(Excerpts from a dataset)
※ ※ ※
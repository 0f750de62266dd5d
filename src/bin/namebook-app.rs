use std::net::SocketAddr;
use std::path::PathBuf;
use std::sync::Arc;

use anyhow::Context as _;
use clap::Parser;

use namebook::app::Services;
use namebook::app::queue::InProcessQueue;
use namebook::app::server::{AppState, router};
use namebook::assets::LocalAssetIndex;
use namebook::config::AppConfig;

#[derive(Debug, Parser)]
#[command(author, version, about)]
struct AppArgs {
    #[arg(long, default_value = "127.0.0.1:8080")]
    addr: SocketAddr,

    /// Overrides NAMEBOOK_DATA_DIR.
    #[arg(long)]
    data_dir: Option<PathBuf>,

    #[arg(long, default_value_t = 2)]
    max_concurrency: usize,

    /// Bundled artwork directory (served under the local asset prefix if it exists).
    #[arg(long, default_value = "assets")]
    assets_dir: PathBuf,
}

#[tokio::main]
async fn main() -> std::process::ExitCode {
    if let Err(err) = try_main().await {
        eprintln!("{err:#}");
        return std::process::ExitCode::FAILURE;
    }
    std::process::ExitCode::SUCCESS
}

async fn try_main() -> anyhow::Result<()> {
    namebook::logging::init()?;

    let args = AppArgs::parse();
    tracing::info!(?args, "starting namebook-app");

    let mut config = AppConfig::from_env().context("read environment config")?;
    if let Some(data_dir) = args.data_dir.clone() {
        config.data_dir = data_dir;
    }
    if config.internal_auth_token.is_none() {
        tracing::warn!("NAMEBOOK_INTERNAL_AUTH_TOKEN is unset; internal endpoints are open");
    }
    let services = Services::from_config(&config)?;

    let (assets, assets_dir) = if args.assets_dir.is_dir() {
        let index = LocalAssetIndex::scan_dir(
            &services.book_config.local_asset_prefix,
            &args.assets_dir,
        )?;
        tracing::info!(dir = %args.assets_dir.display(), assets = index.len(), "serving bundled assets");
        (index, Some(args.assets_dir.clone()))
    } else {
        tracing::warn!(dir = %args.assets_dir.display(), "assets dir not found; previews will show placeholders");
        (
            LocalAssetIndex::new(&services.book_config.local_asset_prefix, Vec::<String>::new()),
            None,
        )
    };

    let state = AppState {
        store: services.store,
        checkout: services.checkout,
        runner: services.runner,
        queue: InProcessQueue::new(args.max_concurrency),
        assets: Arc::new(assets),
        theme_orders: services.book_config.theme_orders,
        internal_auth_token: config.internal_auth_token,
    };
    let app = router(state, assets_dir);

    let listener = tokio::net::TcpListener::bind(args.addr)
        .await
        .map_err(|err| anyhow::anyhow!("bind {}: {err}", args.addr))?;
    tracing::info!(addr = %args.addr, "listening");
    axum::serve(listener, app)
        .with_graceful_shutdown(shutdown_signal())
        .await?;
    Ok(())
}

async fn shutdown_signal() {
    if let Err(err) = tokio::signal::ctrl_c().await {
        tracing::error!(?err, "failed to listen for ctrl-c");
        std::future::pending::<()>().await;
    }
    tracing::info!("shutting down");
}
※ ※ ※
**WHAT TO WORK ON**
The answer is each line from the entries above in which the word "LocalAssetIndex" occurs.

**EXERCISE OUTPUT**
use namebook::assets::LocalAssetIndex;
        let index = LocalAssetIndex::scan_dir(
            LocalAssetIndex::new(&services.book_config.local_asset_prefix, Vec::<String>::new()),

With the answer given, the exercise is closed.